Every line below that has the string "ServerConfig" adds one to the count. Give that count by itself.

SUPPLIED RECORDS: Begin

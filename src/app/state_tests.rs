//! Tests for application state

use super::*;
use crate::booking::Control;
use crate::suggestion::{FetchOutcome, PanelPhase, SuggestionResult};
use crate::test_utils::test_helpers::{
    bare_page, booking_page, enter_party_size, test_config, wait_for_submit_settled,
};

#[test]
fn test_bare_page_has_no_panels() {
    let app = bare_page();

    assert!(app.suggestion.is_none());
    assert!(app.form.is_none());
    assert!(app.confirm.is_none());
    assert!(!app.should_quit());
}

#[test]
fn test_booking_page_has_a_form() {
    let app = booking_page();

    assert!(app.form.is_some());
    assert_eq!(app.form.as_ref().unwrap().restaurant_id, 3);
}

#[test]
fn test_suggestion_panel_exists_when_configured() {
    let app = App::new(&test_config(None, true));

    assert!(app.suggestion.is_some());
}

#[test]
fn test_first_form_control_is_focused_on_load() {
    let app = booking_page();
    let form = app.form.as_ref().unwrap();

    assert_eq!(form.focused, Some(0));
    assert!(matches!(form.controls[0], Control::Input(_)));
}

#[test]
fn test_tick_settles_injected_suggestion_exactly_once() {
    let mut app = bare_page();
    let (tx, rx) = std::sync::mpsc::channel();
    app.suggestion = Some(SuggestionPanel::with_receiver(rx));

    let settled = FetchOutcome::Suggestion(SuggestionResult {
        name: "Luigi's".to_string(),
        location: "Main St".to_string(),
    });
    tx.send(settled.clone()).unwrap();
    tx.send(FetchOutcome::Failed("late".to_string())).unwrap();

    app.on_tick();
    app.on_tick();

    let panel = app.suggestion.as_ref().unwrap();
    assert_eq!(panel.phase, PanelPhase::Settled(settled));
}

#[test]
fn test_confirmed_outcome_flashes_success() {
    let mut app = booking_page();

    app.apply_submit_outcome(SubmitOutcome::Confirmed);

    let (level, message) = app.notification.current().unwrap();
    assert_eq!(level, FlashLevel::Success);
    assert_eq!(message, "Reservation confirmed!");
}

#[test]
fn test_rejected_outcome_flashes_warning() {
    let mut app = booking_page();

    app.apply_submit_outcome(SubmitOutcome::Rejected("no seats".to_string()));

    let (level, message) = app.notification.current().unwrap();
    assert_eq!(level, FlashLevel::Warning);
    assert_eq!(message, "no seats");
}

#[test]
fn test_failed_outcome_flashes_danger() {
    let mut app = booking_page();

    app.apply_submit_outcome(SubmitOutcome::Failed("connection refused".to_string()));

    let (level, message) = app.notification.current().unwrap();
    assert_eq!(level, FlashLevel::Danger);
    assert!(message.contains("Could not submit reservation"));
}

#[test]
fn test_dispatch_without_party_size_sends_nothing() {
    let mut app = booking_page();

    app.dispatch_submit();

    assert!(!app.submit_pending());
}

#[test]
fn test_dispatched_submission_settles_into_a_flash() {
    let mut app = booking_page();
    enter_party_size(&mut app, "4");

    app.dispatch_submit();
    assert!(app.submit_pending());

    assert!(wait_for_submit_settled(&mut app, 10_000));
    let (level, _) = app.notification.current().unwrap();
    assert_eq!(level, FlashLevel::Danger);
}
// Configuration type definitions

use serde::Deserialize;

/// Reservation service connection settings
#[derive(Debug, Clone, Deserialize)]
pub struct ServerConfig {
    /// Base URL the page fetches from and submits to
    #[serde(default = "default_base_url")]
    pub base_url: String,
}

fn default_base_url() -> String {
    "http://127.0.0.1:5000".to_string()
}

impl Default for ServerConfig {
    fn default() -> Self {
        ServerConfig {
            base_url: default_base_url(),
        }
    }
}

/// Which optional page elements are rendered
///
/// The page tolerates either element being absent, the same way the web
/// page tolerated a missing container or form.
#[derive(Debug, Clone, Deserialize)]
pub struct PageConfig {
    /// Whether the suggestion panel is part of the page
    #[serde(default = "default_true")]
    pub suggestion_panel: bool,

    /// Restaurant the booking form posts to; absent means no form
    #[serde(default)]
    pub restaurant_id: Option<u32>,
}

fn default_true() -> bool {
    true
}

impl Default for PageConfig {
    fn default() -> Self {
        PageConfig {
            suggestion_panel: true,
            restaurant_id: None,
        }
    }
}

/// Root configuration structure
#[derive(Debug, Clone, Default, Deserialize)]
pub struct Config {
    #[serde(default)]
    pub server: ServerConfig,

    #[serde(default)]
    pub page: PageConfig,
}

SUPPLIED RECORDS: End

**ANSWER FOR THIS EXERCISE**. 4